*Problem to work on*. Work out how many lines in the data below contain "ApiToken", and state that count with nothing added.

*Data in this exercise*.
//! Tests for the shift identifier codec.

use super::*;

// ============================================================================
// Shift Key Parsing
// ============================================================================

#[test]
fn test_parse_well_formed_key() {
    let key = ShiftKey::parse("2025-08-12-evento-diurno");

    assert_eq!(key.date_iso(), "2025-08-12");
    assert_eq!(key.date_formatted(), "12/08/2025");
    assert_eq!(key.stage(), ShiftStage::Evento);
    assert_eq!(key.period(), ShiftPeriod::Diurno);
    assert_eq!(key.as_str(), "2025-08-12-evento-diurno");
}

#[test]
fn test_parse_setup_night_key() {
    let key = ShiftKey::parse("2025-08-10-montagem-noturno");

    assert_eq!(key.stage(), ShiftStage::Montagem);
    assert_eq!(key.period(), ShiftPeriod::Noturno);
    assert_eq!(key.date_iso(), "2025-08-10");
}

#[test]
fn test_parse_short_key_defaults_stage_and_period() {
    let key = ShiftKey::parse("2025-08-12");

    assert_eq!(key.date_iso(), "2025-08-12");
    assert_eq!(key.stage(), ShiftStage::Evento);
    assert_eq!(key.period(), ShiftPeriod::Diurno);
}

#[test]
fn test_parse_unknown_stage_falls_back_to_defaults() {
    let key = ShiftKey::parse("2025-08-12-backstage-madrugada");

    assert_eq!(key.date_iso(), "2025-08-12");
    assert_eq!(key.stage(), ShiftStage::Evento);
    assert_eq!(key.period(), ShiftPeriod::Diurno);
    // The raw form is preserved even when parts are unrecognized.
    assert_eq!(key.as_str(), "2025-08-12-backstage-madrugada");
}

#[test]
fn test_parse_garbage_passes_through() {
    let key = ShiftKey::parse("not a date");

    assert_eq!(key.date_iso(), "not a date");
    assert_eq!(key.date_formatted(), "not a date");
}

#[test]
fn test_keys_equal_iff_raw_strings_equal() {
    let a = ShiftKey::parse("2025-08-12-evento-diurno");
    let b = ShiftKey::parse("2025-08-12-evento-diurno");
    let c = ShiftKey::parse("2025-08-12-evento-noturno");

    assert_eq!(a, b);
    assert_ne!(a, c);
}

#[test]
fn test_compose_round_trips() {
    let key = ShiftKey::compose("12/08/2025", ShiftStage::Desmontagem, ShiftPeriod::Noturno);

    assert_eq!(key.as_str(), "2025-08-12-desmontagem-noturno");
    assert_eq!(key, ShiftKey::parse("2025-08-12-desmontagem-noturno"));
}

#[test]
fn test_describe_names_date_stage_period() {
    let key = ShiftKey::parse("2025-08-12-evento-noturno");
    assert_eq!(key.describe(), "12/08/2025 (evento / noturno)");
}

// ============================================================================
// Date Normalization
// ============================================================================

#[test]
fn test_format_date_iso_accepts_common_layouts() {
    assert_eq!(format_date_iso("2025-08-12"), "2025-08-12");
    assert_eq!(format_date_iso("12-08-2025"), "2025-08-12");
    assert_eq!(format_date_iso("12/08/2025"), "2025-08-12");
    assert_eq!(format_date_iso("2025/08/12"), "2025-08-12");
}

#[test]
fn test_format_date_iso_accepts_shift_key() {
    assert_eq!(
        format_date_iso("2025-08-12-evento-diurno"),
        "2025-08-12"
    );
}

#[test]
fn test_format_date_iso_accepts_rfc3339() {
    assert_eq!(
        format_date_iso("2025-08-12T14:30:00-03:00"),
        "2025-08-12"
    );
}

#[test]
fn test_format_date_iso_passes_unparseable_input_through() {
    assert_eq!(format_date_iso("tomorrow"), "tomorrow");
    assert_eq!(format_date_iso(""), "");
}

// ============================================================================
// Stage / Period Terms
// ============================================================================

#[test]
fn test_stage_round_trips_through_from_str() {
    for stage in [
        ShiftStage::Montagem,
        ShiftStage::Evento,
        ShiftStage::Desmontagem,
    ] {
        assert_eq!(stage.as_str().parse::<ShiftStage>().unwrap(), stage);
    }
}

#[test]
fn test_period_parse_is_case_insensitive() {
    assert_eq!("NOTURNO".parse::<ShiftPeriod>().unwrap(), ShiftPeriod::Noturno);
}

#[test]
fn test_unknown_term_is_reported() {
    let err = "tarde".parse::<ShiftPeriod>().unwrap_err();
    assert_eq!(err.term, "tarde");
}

==

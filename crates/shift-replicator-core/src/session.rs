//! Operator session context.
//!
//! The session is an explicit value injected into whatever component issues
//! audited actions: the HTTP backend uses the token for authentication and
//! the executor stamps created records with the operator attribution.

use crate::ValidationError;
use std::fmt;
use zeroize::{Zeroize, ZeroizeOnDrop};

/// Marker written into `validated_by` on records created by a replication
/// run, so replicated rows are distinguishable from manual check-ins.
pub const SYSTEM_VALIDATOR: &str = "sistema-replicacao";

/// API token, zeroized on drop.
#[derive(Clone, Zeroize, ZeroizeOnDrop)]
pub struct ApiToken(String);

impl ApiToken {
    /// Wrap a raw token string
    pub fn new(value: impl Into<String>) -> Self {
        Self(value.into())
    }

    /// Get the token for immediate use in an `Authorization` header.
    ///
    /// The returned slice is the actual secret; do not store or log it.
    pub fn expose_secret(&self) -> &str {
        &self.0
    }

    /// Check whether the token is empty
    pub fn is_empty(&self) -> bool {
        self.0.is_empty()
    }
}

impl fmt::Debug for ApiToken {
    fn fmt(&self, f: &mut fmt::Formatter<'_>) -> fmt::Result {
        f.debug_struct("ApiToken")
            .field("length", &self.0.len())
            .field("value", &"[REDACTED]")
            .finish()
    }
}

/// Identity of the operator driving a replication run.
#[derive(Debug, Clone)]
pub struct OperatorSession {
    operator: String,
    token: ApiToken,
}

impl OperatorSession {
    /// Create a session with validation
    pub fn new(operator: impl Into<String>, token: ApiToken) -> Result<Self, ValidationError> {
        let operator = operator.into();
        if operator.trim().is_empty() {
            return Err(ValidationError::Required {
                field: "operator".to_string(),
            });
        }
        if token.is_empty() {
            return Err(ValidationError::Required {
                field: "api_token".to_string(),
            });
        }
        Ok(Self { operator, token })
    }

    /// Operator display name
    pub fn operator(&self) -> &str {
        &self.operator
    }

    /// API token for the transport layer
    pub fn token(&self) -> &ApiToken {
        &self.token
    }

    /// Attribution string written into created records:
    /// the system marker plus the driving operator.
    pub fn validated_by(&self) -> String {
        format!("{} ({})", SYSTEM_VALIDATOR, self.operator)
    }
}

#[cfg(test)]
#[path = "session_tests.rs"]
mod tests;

*Your response*. 7